Spring Budget 2023: What are engineering experts saying?
Author : Sophia Bell, Group Editor, DPA
16 March 2023
From energy to AI, from labour shortages to investment zones; here, DPA provides a comprehensive round-up of what CEOs, academics and top industry bodies have to say about Jeremy Hunt's Spring Budget.

(Image: Shutterstock)
Nuclear energy
In an attempt to tackle future energy price shocks, the Government is launching Great British Nuclear (GBN), which will support new nuclear builds.
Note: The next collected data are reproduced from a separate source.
//! Error types for the bridge.

use thiserror::Error;

/// Result type for calls that reach the host directly.
pub type BridgeResult<T> = Result<T, BridgeError>;

/// Failure reported by the host transport.
///
/// The batched path logs both variants the same way; the split only matters to
/// callers of direct requests who want to inspect the host's status code.
#[derive(Clone, Debug, Error, PartialEq)]
pub enum TransportError {
    /// The host raised while handling the payload.
    #[error("host raised: {0}")]
    Raised(String),

    /// The host handled the payload and answered with an error indicator.
    #[error("host returned status {code}: {message}")]
    Status { code: i32, message: String },
}

/// Errors surfaced by direct (non-batched) bridge calls.
#[derive(Debug, Error)]
pub enum BridgeError {
    #[error("transport error: {0}")]
    Transport(#[from] TransportError),

    #[error("serialization error: {0}")]
    Serialize(#[from] serde_json::Error),

    /// The host's image capture reported an error.
    #[error("capture failed: {0}")]
    Capture(String),

    /// The host dropped the capture callback without ever invoking it.
    #[error("capture callback dropped before completion")]
    CaptureDropped,

    /// The manager was disposed; the host context is gone.
    #[error("bridge disposed")]
    Disposed,
}

/// Errors loading a [`crate::BridgeConfig`].
#[derive(Debug, Error)]
pub enum ConfigError {
    #[error("invalid bridge config: {0}")]
    Parse(#[from] toml::de::Error),

    #[error("initial_capacity must be non-zero")]
    ZeroCapacity,

    #[error("initial_capacity {requested} exceeds maximum {max}")]
    CapacityTooLarge { requested: usize, max: usize },

    #[error("frame_interval_ms must be non-zero")]
    ZeroFrameInterval,
}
Nuclear energy will also be included in the green taxonomy, subject to consultation, to encourage private investment.
The Government has announced plans to launch the ‘first staged competition for small modular reactors’, and will select the best designs from domestic and international vendors by the end of the year, with the aim to co-fund the new technology if it proves to be viable.
The investment in nuclear energy was welcomed by some in the sector, with Tom Greatrex, Chief Executive of the Nuclear Industry Association, saying: “This is a huge step forward for UK energy security and net zero. Nuclear’s inclusion in the UK Green Taxonomy is a vital move, following the example set by other leading nuclear nations, and will drive crucial investment into new projects, making it cheaper and easier to finance new reactors.
“The launch of Great British Nuclear, with powers to select sites for new projects, will make nuclear deployment much more efficient and give the supply chain a clear pipeline to work from. The SMR selection will put us back in the global race, creating opportunities for home-grown technology and others to bring jobs and investment to the UK and helping us capitalise on export opportunities in a massive global market.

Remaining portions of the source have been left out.